Un nouveau terme apparaît, nous l’avons vu précédemment, celui d’altricialité secondaire (Gould, 1977), qui décrit la longue « immaturité cérébrale » d’Homo sapiens, après la naissance. Il semble que la première utilisation du terme altricialité, au-delà de l’ornithologie d’où il provient, date de 1971 (Tobach) et décrit le degré de dépendance des nouveaux nés par rapport aux parents ; altricial est donc un anglicisme qui s’oppose à précoce ( precocial correspond à nidifuge en français, et altricial à nidicole). L’altricialité appliquée aux mammifères déplace le sens du terme ; par exemple les marsupiaux sont très altriciaux, les ruminants très précoces. L’altricialité est secondaire chez les humains, car elle provient d’une néoténie cérébrale qui se met en place après Homo erectus et peut être conçue comme une réponse adaptative (Coqueugniot et Hublin, 2005). La naissance devient précoce, relativement, car associée à une croissance considérable du cerveau après la naissance. Nous considèrerons l’altricialité secondaire d’Homo sapiens, comme la dernière néoténie dans le cours de l’hominisation, ce qui est hors de l’objet de cet article. Notons ici que ce concept est descriptif de ce que les philosophes nomment l’inachèvement de l’être humain. Son cerveau se développe pleinement en un minimum de 25 ans et l’apprentissage peut durer toute la vie.

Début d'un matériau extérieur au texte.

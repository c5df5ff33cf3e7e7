//! Conversion from backend graph data to renderable node/edge sets.
//!
//! The output mirrors vis-network's DataSet items field for field, so the
//! browser view can load it unchanged and the terminal view can read the same
//! styling decisions.

use std::collections::{HashMap, HashSet};

use serde::{Deserialize, Serialize};
use serde_json::Value;

use super::models::GraphData;
use crate::config::LABEL_FONT_SIZE;

/// Most properties listed in a node's hover text.
const TITLE_PROPERTY_LIMIT: usize = 8;

/// Node size without any edge.
const BASE_NODE_SIZE: u32 = 10;

/// Degree beyond which node size stops growing.
const MAX_SIZE_RANK: usize = 10;

// =============================================================================
// Styling
// =============================================================================

/// Color theme for the rendered graph.
#[derive(Debug, Clone, Copy, PartialEq, Eq, Default, Serialize, Deserialize)]
#[serde(rename_all = "lowercase")]
pub enum Theme {
    #[default]
    Dark,
    Light,
}

/// Fixed colors of one theme.
#[derive(Debug, Clone, Copy, PartialEq, Eq)]
pub struct Palette {
    pub node_background: &'static str,
    pub node_border: &'static str,
    pub edge: &'static str,
    pub font: &'static str,
}

impl Theme {
    pub fn palette(self) -> Palette {
        match self {
            Theme::Dark => Palette {
                node_background: "#1f6feb",
                node_border: "#58a6ff",
                edge: "#8b949e",
                font: "#e6edf3",
            },
            Theme::Light => Palette {
                node_background: "#0969da",
                node_border: "#0550ae",
                edge: "#57606a",
                font: "#1f2328",
            },
        }
    }
}

/// Display toggles applied by the adapter.
#[derive(Debug, Clone, Copy, PartialEq, Eq)]
pub struct AdapterOptions {
    pub show_labels: bool,
    pub hide_isolated: bool,
    pub theme: Theme,
}

impl Default for AdapterOptions {
    fn default() -> Self {
        Self {
            show_labels: true,
            hide_isolated: false,
            theme: Theme::default(),
        }
    }
}

impl AdapterOptions {
    /// Label font size. Labels are toggled through the size, not by removing
    /// them, so the layout does not move when they are switched.
    pub fn font_size(&self) -> u32 {
        if self.show_labels {
            LABEL_FONT_SIZE
        } else {
            0
        }
    }
}

// =============================================================================
// Output Models
// =============================================================================

#[derive(Debug, Clone, PartialEq, Serialize)]
pub struct NodeColor {
    pub background: &'static str,
    pub border: &'static str,
}

#[derive(Debug, Clone, PartialEq, Serialize)]
pub struct Font {
    pub size: u32,
    pub color: &'static str,
}

#[derive(Debug, Clone, PartialEq, Serialize)]
pub struct EdgeColor {
    pub color: &'static str,
}

#[derive(Debug, Clone, PartialEq, Serialize)]
pub struct Smooth {
    pub enabled: bool,
    #[serde(rename = "type")]
    pub kind: &'static str,
}

/// A node ready for rendering.
#[derive(Debug, Clone, PartialEq, Serialize)]
pub struct VisNode {
    pub id: String,
    /// Empty when labels are off.
    pub label: String,
    /// Hover text: full label plus properties.
    pub title: String,
    pub color: NodeColor,
    pub font: Font,
    pub size: u32,
    /// Set for isolated nodes while the isolation filter is on.
    pub hidden: bool,
}

/// An edge ready for rendering. Both endpoints are known nodes.
#[derive(Debug, Clone, PartialEq, Serialize)]
pub struct VisEdge {
    pub id: String,
    pub from: String,
    pub to: String,
    pub label: String,
    pub arrows: &'static str,
    pub color: EdgeColor,
    pub font: Font,
    pub smooth: Smooth,
}

/// Result of adapting one graph snapshot.
#[derive(Debug, Clone, Default, PartialEq, Serialize)]
pub struct AdaptedGraph {
    pub nodes: Vec<VisNode>,
    pub edges: Vec<VisEdge>,
    /// Edges dropped because an endpoint is unknown.
    pub dropped_edges: usize,
}

impl AdaptedGraph {
    pub fn visible_nodes(&self) -> impl Iterator<Item = &VisNode> {
        self.nodes.iter().filter(|n| !n.hidden)
    }

    pub fn hidden_count(&self) -> usize {
        self.nodes.iter().filter(|n| n.hidden).count()
    }
}

// =============================================================================
// Adapter
// =============================================================================

/// Adapt a backend graph for rendering.
///
/// - An edge is kept iff both endpoints are known node ids.
/// - A node is isolated iff no kept edge touches it; with `hide_isolated`
///   such nodes are flagged `hidden` but stay in the set.
pub fn adapt(data: &GraphData, options: &AdapterOptions) -> AdaptedGraph {
    let palette = options.theme.palette();
    let font = Font {
        size: options.font_size(),
        color: palette.font,
    };

    let known: HashSet<&str> = data.nodes.iter().map(|n| n.id.as_str()).collect();
    let mut degree: HashMap<&str, usize> = HashMap::new();
    let mut edges = Vec::with_capacity(data.edges.len());
    let mut dropped_edges = 0;

    for (index, edge) in data.edges.iter().enumerate() {
        if !known.contains(edge.from.as_str()) || !known.contains(edge.to.as_str()) {
            dropped_edges += 1;
            continue;
        }

        *degree.entry(edge.from.as_str()).or_default() += 1;
        *degree.entry(edge.to.as_str()).or_default() += 1;

        edges.push(VisEdge {
            id: format!("{}->{}#{}", edge.from, edge.to, index),
            from: edge.from.clone(),
            to: edge.to.clone(),
            label: if options.show_labels {
                edge.label.clone()
            } else {
                String::new()
            },
            arrows: "to",
            color: EdgeColor {
                color: palette.edge,
            },
            font: font.clone(),
            smooth: Smooth {
                enabled: true,
                kind: "continuous",
            },
        });
    }

    if dropped_edges > 0 {
        tracing::debug!(dropped_edges, "dropped edges with unknown endpoints");
    }

    let nodes = data
        .nodes
        .iter()
        .map(|node| {
            let rank = degree.get(node.id.as_str()).copied().unwrap_or(0);
            VisNode {
                id: node.id.clone(),
                label: if options.show_labels {
                    node.label.clone()
                } else {
                    String::new()
                },
                title: hover_text(&node.label, &node.properties),
                color: NodeColor {
                    background: palette.node_background,
                    border: palette.node_border,
                },
                font: font.clone(),
                size: BASE_NODE_SIZE + 2 * rank.min(MAX_SIZE_RANK) as u32,
                hidden: options.hide_isolated && rank == 0,
            }
        })
        .collect();

    AdaptedGraph {
        nodes,
        edges,
        dropped_edges,
    }
}

fn hover_text(label: &str, properties: &serde_json::Map<String, Value>) -> String {
    let mut lines = vec![label.to_string()];
    lines.extend(
        properties
            .iter()
            .take(TITLE_PROPERTY_LIMIT)
            .map(|(key, value)| match value {
                Value::String(s) => format!("{key}: {s}"),
                other => format!("{key}: {other}"),
            }),
    );
    lines.join("\n")
}

#[cfg(test)]
mod tests {
    use super::*;
    use crate::graph::{GraphEdge, GraphNode};

    fn sample() -> GraphData {
        GraphData::new(
            vec![
                GraphNode::new("a", "Alice").with_property("entity_type", "person"),
                GraphNode::new("b", "Bob"),
                GraphNode::new("c", "Carol"),
            ],
            vec![
                GraphEdge::new("a", "b", "knows"),
                GraphEdge::new("a", "ghost", "haunts"),
            ],
        )
    }

    #[test]
    fn test_dangling_edges_dropped() {
        let adapted = adapt(&sample(), &AdapterOptions::default());
        assert_eq!(adapted.edges.len(), 1);
        assert_eq!(adapted.dropped_edges, 1);
        assert_eq!(adapted.edges[0].from, "a");
        assert_eq!(adapted.edges[0].arrows, "to");
        assert!(adapted.edges[0].smooth.enabled);
        assert_eq!(adapted.edges[0].smooth.kind, "continuous");
    }

    #[test]
    fn test_labels_toggle_via_font_size() {
        let shown = adapt(&sample(), &AdapterOptions::default());
        assert_eq!(shown.nodes[0].label, "Alice");
        assert_eq!(shown.nodes[0].font.size, 14);
        assert_eq!(shown.edges[0].label, "knows");

        let hidden = adapt(
            &sample(),
            &AdapterOptions {
                show_labels: false,
                ..AdapterOptions::default()
            },
        );
        assert_eq!(hidden.nodes[0].label, "");
        assert_eq!(hidden.nodes[0].font.size, 0);
        assert_eq!(hidden.edges[0].label, "");
        assert_eq!(hidden.edges[0].font.size, 0);
        // Hover text keeps the full label either way.
        assert!(hidden.nodes[0].title.starts_with("Alice"));
    }

    #[test]
    fn test_isolated_nodes_hidden_not_removed() {
        let adapted = adapt(
            &sample(),
            &AdapterOptions {
                hide_isolated: true,
                ..AdapterOptions::default()
            },
        );
        assert_eq!(adapted.nodes.len(), 3);
        let hidden: Vec<&str> = adapted
            .nodes
            .iter()
            .filter(|n| n.hidden)
            .map(|n| n.id.as_str())
            .collect();
        // Alice's edge to "ghost" is dropped, but Alice still has Bob.
        assert_eq!(hidden, vec!["c"]);
    }

    #[test]
    fn test_node_size_scales_with_degree() {
        let adapted = adapt(&sample(), &AdapterOptions::default());
        assert_eq!(adapted.nodes[0].size, 12);
        assert_eq!(adapted.nodes[2].size, 10);
    }

    #[test]
    fn test_theme_colors() {
        let light = adapt(
            &sample(),
            &AdapterOptions {
                theme: Theme::Light,
                ..AdapterOptions::default()
            },
        );
        assert_eq!(light.nodes[0].color.background, Theme::Light.palette().node_background);
    }

    #[test]
    fn test_serializes_vis_network_shape() {
        let adapted = adapt(&sample(), &AdapterOptions::default());
        let json = serde_json::to_value(&adapted.edges[0]).unwrap();
        assert_eq!(json["smooth"]["type"], "continuous");
        assert_eq!(json["font"]["size"], 14);
        let node = serde_json::to_value(&adapted.nodes[0]).unwrap();
        assert_eq!(node["hidden"], false);
        assert_eq!(node["color"]["border"], "#58a6ff");
    }
}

La néoténie humaine se définit par i) un ralentissement relatif du développement de certains organes lors de l’ontogenèse qui fait que l’être humain adulte ressemble au bébé ou à l’enfant des autres espèces les plus proches, par exemple : relativement gros cerveau, boîte crânienne non soudée à la naissance, petit visage, verticalisation, proportion des membres et du corps, absence de fourrure, relative faiblesse musculaire, sexualité tardive ; ii) ce ralentissement conduit à un paradoxe, la croissance accrue du cerveau ; non seulement le cerveau est plus gros, relativement au poids du corps à la naissance, mais il continue sa croissance après ; iii) la conservation d’un comportement juvénile à l’âge adulte. On sait que le comportement des petits de nombreux mammifères et en particulier des prédateurs, dont les primates, et encore davantage des singes supérieurs, montre des formes de curiosité et de sens du jeu. C’est l’âge où les mammifères apprennent. Le sens du jeu à l’âge adulte est indéniablement un comportement de mammifère néoténique ; iv) Il semble qu’il y aurait une néoténie secondaire chez l’humain : une néoténisation constante, c’est-à-dire des capacités de « régression » et de redifférenciation, à un âge relativement avancé. Bref, de nombreuses fonctions apparaissent plus tardivement, l’indifférenciation de l’enfance est maintenue, des régulations restrictives disparaissent.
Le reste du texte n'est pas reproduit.